**Required work**
Line filter on the word "usize": copy each matching line from the entries.

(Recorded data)
-=-=-
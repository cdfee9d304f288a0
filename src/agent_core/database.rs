//! SQLite persistence for sessions, conversation turns, query records, and
//! extracted facts.
//!
//! Uses `rusqlite` in synchronous mode; callers hold the connection behind a
//! mutex. Every row is keyed by `(session_id, position)` and written with
//! `INSERT OR IGNORE`, so persisting the same delta twice is harmless.

use rusqlite::{params, Connection, OptionalExtension};

use super::errors::AgentError;
use super::query_cache::QueryCache;
use super::types::{
    AppliedDelta, ConversationTurn, ExtractedFact, QueryRecord, QueryStatus, SessionState,
    SessionSummary,
};
use crate::inference::types::Role;

/// Bytes of the first user message shown in session lists.
const PREVIEW_BYTES: usize = 80;

// ─── Database ───────────────────────────────────────────────────────────────

/// SQLite database handle for session state.
pub struct AgentDatabase {
    conn: Connection,
}

impl AgentDatabase {
    /// Open (or create) the database at the given path.
    ///
    /// Pass `":memory:"` for an in-memory database (tests).
    pub fn open(path: &str) -> Result<Self, AgentError> {
        let conn = Connection::open(path)?;

        // WAL is ignored (and harmless) for in-memory databases
        conn.execute_batch("PRAGMA journal_mode=WAL;")?;
        conn.execute_batch("PRAGMA foreign_keys=ON;")?;

        let db = Self { conn };
        db.create_tables()?;
        Ok(db)
    }

    /// Create all required tables if they don't exist.
    fn create_tables(&self) -> Result<(), AgentError> {
        self.conn.execute_batch(
            "
            CREATE TABLE IF NOT EXISTS sessions (
                id TEXT PRIMARY KEY,
                created_at TEXT NOT NULL,
                last_activity TEXT NOT NULL,
                executed_queries INTEGER NOT NULL DEFAULT 0,
                last_verdict TEXT
            );

            CREATE TABLE IF NOT EXISTS conversation_turns (
                session_id TEXT NOT NULL,
                position INTEGER NOT NULL,
                role TEXT NOT NULL,
                content TEXT NOT NULL,
                timestamp TEXT NOT NULL,
                PRIMARY KEY (session_id, position),
                FOREIGN KEY (session_id) REFERENCES sessions(id)
            );

            CREATE TABLE IF NOT EXISTS query_records (
                session_id TEXT NOT NULL,
                seq INTEGER NOT NULL,
                tool TEXT NOT NULL,
                query TEXT NOT NULL,
                status TEXT NOT NULL,
                result TEXT,
                error TEXT,
                turn INTEGER NOT NULL,
                recorded_at TEXT NOT NULL,
                PRIMARY KEY (session_id, seq),
                FOREIGN KEY (session_id) REFERENCES sessions(id)
            );

            CREATE TABLE IF NOT EXISTS extracted_facts (
                session_id TEXT NOT NULL,
                ordinal INTEGER NOT NULL,
                subject TEXT NOT NULL,
                relation TEXT NOT NULL,
                object TEXT NOT NULL,
                turn INTEGER NOT NULL,
                PRIMARY KEY (session_id, ordinal),
                FOREIGN KEY (session_id) REFERENCES sessions(id)
            );
            ",
        )?;
        Ok(())
    }

    // ─── Writes ─────────────────────────────────────────────────────────

    /// Persist what a delta added to `state`, plus the session counters.
    ///
    /// `state` must already have the delta applied; fact ordinals are derived
    /// from its length.
    pub fn persist(&self, state: &SessionState, applied: &AppliedDelta) -> Result<(), AgentError> {
        let now = chrono::Utc::now().to_rfc3339();
        let verdict = state
            .last_verdict
            .as_ref()
            .map(serde_json::to_string)
            .transpose()?;

        let tx = self.conn.unchecked_transaction()?;

        tx.execute(
            "INSERT OR IGNORE INTO sessions (id, created_at, last_activity) VALUES (?1, ?2, ?3)",
            params![state.session_id, state.created_at, now],
        )?;
        tx.execute(
            "UPDATE sessions SET last_activity = ?2, executed_queries = ?3, last_verdict = ?4
             WHERE id = ?1",
            params![state.session_id, now, state.executed_queries, verdict],
        )?;

        for turn in &applied.turns {
            tx.execute(
                "INSERT OR IGNORE INTO conversation_turns
                 (session_id, position, role, content, timestamp)
                 VALUES (?1, ?2, ?3, ?4, ?5)",
                params![
                    state.session_id,
                    turn.position as i64,
                    turn.role.as_str(),
                    turn.content,
                    turn.timestamp
                ],
            )?;
        }

        for record in &applied.records {
            let result = record
                .result
                .as_ref()
                .map(serde_json::to_string)
                .transpose()?;
            tx.execute(
                "INSERT OR IGNORE INTO query_records
                 (session_id, seq, tool, query, status, result, error, turn, recorded_at)
                 VALUES (?1, ?2, ?3, ?4, ?5, ?6, ?7, ?8, ?9)",
                params![
                    state.session_id,
                    record.seq as i64,
                    record.tool,
                    record.query,
                    record.status.as_str(),
                    result,
                    record.error,
                    record.turn as i64,
                    record.recorded_at
                ],
            )?;
        }

        let first_ordinal = state.facts.len().saturating_sub(applied.facts.len());
        for (i, fact) in applied.facts.iter().enumerate() {
            tx.execute(
                "INSERT OR IGNORE INTO extracted_facts
                 (session_id, ordinal, subject, relation, object, turn)
                 VALUES (?1, ?2, ?3, ?4, ?5, ?6)",
                params![
                    state.session_id,
                    (first_ordinal + i) as i64,
                    fact.subject,
                    fact.relation,
                    fact.object,
                    fact.turn as i64
                ],
            )?;
        }

        tx.commit()?;
        Ok(())
    }

    /// Delete a session and all its turns, records, and facts.
    pub fn delete_session(&self, session_id: &str) -> Result<(), AgentError> {
        let tx = self.conn.unchecked_transaction()?;
        for table in ["extracted_facts", "query_records", "conversation_turns"] {
            tx.execute(
                &format!("DELETE FROM {table} WHERE session_id = ?1"),
                params![session_id],
            )?;
        }
        tx.execute("DELETE FROM sessions WHERE id = ?1", params![session_id])?;
        tx.commit()?;
        Ok(())
    }

    // ─── Reads ──────────────────────────────────────────────────────────

    /// Load a full session, or `None` if it was never persisted.
    pub fn load_session(&self, session_id: &str) -> Result<Option<SessionState>, AgentError> {
        let header = self
            .conn
            .query_row(
                "SELECT created_at, executed_queries, last_verdict FROM sessions WHERE id = ?1",
                params![session_id],
                |row| {
                    Ok((
                        row.get::<_, String>(0)?,
                        row.get::<_, u32>(1)?,
                        row.get::<_, Option<String>>(2)?,
                    ))
                },
            )
            .optional()?;

        let Some((created_at, executed_queries, verdict)) = header else {
            return Ok(None);
        };

        Ok(Some(SessionState {
            session_id: session_id.to_string(),
            created_at,
            turns: self.load_turns(session_id)?,
            cache: QueryCache::from_records(self.load_records(session_id)?),
            facts: self.load_facts(session_id)?,
            executed_queries,
            last_verdict: verdict.map(|v| serde_json::from_str(&v)).transpose()?,
        }))
    }

    fn load_turns(&self, session_id: &str) -> Result<Vec<ConversationTurn>, AgentError> {
        let mut stmt = self.conn.prepare(
            "SELECT position, role, content, timestamp FROM conversation_turns
             WHERE session_id = ?1 ORDER BY position",
        )?;
        let rows = stmt.query_map(params![session_id], |row| {
            Ok((
                row.get::<_, i64>(0)?,
                row.get::<_, String>(1)?,
                row.get::<_, String>(2)?,
                row.get::<_, String>(3)?,
            ))
        })?;

        let mut turns = Vec::new();
        for row in rows {
            let (position, role, content, timestamp) = row?;
            let role = Role::parse(&role).ok_or_else(|| AgentError::SerializationError {
                reason: format!("unknown role '{role}' at position {position}"),
            })?;
            turns.push(ConversationTurn {
                position: position as usize,
                role,
                content,
                timestamp,
            });
        }
        Ok(turns)
    }

    fn load_records(&self, session_id: &str) -> Result<Vec<QueryRecord>, AgentError> {
        let mut stmt = self.conn.prepare(
            "SELECT seq, tool, query, status, result, error, turn, recorded_at
             FROM query_records WHERE session_id = ?1 ORDER BY seq",
        )?;
        let rows = stmt.query_map(params![session_id], |row| {
            Ok((
                row.get::<_, i64>(0)?,
                row.get::<_, String>(1)?,
                row.get::<_, String>(2)?,
                row.get::<_, String>(3)?,
                row.get::<_, Option<String>>(4)?,
                row.get::<_, Option<String>>(5)?,
                row.get::<_, i64>(6)?,
                row.get::<_, String>(7)?,
            ))
        })?;

        let mut records = Vec::new();
        for row in rows {
            let (seq, tool, query, status, result, error, turn, recorded_at) = row?;
            let status = QueryStatus::parse(&status).ok_or_else(|| AgentError::SerializationError {
                reason: format!("unknown query status '{status}' at seq {seq}"),
            })?;
            records.push(QueryRecord {
                seq: seq as usize,
                tool,
                query,
                status,
                result: result.map(|r| serde_json::from_str(&r)).transpose()?,
                error,
                turn: turn as usize,
                recorded_at,
            });
        }
        Ok(records)
    }

    fn load_facts(&self, session_id: &str) -> Result<Vec<ExtractedFact>, AgentError> {
        let mut stmt = self.conn.prepare(
            "SELECT subject, relation, object, turn FROM extracted_facts
             WHERE session_id = ?1 ORDER BY ordinal",
        )?;
        let rows = stmt.query_map(params![session_id], |row| {
            Ok(ExtractedFact {
                subject: row.get(0)?,
                relation: row.get(1)?,
                object: row.get(2)?,
                turn: row.get::<_, i64>(3)? as usize,
            })
        })?;

        let mut facts = Vec::new();
        for row in rows {
            facts.push(row?);
        }
        Ok(facts)
    }

    /// List all sessions, ordered by most recent activity first.
    pub fn list_sessions(&self) -> Result<Vec<SessionSummary>, AgentError> {
        let mut stmt = self.conn.prepare(
            "SELECT s.id, s.created_at, s.last_activity,
                    (SELECT COUNT(*) FROM conversation_turns t WHERE t.session_id = s.id),
                    (SELECT COUNT(*) FROM query_records q WHERE q.session_id = s.id),
                    (SELECT content FROM conversation_turns t
                      WHERE t.session_id = s.id AND t.role = 'user'
                      ORDER BY t.position LIMIT 1)
             FROM sessions s
             ORDER BY s.last_activity DESC",
        )?;

        let rows = stmt.query_map([], |row| {
            Ok(SessionSummary {
                session_id: row.get(0)?,
                created_at: row.get(1)?,
                last_activity: row.get(2)?,
                turn_count: row.get::<_, i64>(3)? as usize,
                query_count: row.get::<_, i64>(4)? as usize,
                preview: row
                    .get::<_, Option<String>>(5)?
                    .map(|p| super::tokens::preview(&p, PREVIEW_BYTES)),
            })
        })?;

        let mut sessions = Vec::new();
        for row in rows {
            sessions.push(row?);
        }
        Ok(sessions)
    }
}

// ─── Tests ──────────────────────────────────────────────────────────────────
-=-=-
**Solution to this problem**
const PREVIEW_BYTES: usize = 80;
                position: position as usize,
                seq: seq as usize,
                turn: turn as usize,
                turn: row.get::<_, i64>(3)? as usize,
                turn_count: row.get::<_, i64>(3)? as usize,
                query_count: row.get::<_, i64>(4)? as usize,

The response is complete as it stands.